Give back exactly the lines of the data below, starting with the line that has "with retry classification." and going on through the line that has "use thiserror::Error;".

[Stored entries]
════
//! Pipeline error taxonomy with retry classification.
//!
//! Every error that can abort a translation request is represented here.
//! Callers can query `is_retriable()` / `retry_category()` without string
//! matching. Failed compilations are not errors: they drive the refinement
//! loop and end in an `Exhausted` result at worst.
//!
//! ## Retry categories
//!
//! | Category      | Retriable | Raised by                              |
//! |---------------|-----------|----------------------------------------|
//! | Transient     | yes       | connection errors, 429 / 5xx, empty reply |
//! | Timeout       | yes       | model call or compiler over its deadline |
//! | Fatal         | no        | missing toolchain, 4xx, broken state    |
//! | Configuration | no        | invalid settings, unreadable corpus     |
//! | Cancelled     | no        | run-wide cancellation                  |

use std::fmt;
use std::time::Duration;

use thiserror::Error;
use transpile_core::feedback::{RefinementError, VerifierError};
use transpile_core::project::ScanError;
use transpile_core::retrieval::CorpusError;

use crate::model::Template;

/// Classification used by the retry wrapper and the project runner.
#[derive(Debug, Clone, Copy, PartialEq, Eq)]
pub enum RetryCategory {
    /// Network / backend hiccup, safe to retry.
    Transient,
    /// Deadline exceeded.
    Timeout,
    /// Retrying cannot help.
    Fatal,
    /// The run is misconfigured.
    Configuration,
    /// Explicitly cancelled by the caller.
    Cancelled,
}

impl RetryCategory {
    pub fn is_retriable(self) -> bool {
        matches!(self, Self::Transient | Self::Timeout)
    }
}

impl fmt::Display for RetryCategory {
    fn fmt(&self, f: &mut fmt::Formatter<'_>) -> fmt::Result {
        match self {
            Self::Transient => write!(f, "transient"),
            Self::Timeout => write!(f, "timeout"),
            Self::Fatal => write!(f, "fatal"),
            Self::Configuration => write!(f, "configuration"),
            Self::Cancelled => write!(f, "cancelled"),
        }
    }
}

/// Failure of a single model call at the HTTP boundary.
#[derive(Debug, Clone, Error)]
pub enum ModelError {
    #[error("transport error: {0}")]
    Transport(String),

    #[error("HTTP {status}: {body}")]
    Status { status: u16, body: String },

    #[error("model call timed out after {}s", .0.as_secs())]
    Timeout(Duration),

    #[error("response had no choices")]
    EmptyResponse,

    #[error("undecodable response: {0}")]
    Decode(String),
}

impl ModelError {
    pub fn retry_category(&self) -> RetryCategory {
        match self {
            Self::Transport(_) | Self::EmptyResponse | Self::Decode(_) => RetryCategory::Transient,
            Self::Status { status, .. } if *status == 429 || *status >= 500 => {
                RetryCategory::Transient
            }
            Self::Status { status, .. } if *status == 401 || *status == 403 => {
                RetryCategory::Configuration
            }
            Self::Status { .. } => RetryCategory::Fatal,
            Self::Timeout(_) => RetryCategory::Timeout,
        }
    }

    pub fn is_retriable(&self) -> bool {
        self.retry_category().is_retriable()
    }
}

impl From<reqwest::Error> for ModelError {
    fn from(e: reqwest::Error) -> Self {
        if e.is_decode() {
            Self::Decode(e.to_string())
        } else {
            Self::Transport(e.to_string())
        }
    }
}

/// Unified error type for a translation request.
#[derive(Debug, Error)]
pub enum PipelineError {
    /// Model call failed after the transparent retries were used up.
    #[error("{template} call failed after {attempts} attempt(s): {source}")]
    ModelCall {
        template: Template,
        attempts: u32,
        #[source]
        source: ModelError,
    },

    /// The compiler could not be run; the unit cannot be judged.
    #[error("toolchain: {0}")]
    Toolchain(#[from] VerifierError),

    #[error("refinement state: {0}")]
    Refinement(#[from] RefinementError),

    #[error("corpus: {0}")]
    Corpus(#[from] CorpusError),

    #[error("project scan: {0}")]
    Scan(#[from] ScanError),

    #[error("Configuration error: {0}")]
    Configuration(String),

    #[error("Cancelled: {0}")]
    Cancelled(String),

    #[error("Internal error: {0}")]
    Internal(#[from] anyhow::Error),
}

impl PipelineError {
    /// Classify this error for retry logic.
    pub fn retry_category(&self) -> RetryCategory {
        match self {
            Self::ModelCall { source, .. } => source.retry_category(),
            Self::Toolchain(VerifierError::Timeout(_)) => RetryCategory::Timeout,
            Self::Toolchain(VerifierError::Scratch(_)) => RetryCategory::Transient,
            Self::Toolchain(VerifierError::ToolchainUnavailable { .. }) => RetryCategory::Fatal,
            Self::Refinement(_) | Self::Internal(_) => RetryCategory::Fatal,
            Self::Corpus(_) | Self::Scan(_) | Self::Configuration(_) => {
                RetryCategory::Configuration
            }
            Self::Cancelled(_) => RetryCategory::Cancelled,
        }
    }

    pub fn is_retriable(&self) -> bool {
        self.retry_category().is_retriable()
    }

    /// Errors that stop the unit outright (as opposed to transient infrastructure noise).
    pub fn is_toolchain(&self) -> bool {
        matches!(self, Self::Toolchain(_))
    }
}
════
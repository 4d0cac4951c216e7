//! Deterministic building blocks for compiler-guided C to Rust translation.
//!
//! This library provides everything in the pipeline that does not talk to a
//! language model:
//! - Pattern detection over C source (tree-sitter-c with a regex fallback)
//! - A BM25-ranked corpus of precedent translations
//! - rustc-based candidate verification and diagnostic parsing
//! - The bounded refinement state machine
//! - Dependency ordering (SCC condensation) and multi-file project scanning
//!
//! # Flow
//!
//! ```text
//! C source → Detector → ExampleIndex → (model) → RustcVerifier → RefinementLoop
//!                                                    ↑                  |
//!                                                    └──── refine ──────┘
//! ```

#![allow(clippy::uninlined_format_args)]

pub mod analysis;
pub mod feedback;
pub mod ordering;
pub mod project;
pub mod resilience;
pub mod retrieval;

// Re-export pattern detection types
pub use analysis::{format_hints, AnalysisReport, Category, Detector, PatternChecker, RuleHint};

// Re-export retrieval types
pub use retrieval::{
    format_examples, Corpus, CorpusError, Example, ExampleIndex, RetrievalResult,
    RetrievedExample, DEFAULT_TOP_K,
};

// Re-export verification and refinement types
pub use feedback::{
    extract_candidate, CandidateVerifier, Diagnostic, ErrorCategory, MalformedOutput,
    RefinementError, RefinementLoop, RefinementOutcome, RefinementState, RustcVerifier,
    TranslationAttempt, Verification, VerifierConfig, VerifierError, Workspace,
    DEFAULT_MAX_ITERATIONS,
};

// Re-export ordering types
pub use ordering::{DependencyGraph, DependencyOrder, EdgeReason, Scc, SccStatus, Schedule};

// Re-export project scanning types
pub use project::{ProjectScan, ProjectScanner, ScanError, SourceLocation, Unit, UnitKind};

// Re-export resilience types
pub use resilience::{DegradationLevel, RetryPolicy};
════
Response box:
//! Pipeline error taxonomy with retry classification.
//!
//! Every error that can abort a translation request is represented here.
//! Callers can query `is_retriable()` / `retry_category()` without string
//! matching. Failed compilations are not errors: they drive the refinement
//! loop and end in an `Exhausted` result at worst.
//!
//! ## Retry categories
//!
//! | Category      | Retriable | Raised by                              |
//! |---------------|-----------|----------------------------------------|
//! | Transient     | yes       | connection errors, 429 / 5xx, empty reply |
//! | Timeout       | yes       | model call or compiler over its deadline |
//! | Fatal         | no        | missing toolchain, 4xx, broken state    |
//! | Configuration | no        | invalid settings, unreadable corpus     |
//! | Cancelled     | no        | run-wide cancellation                  |

use std::fmt;
use std::time::Duration;

use thiserror::Error;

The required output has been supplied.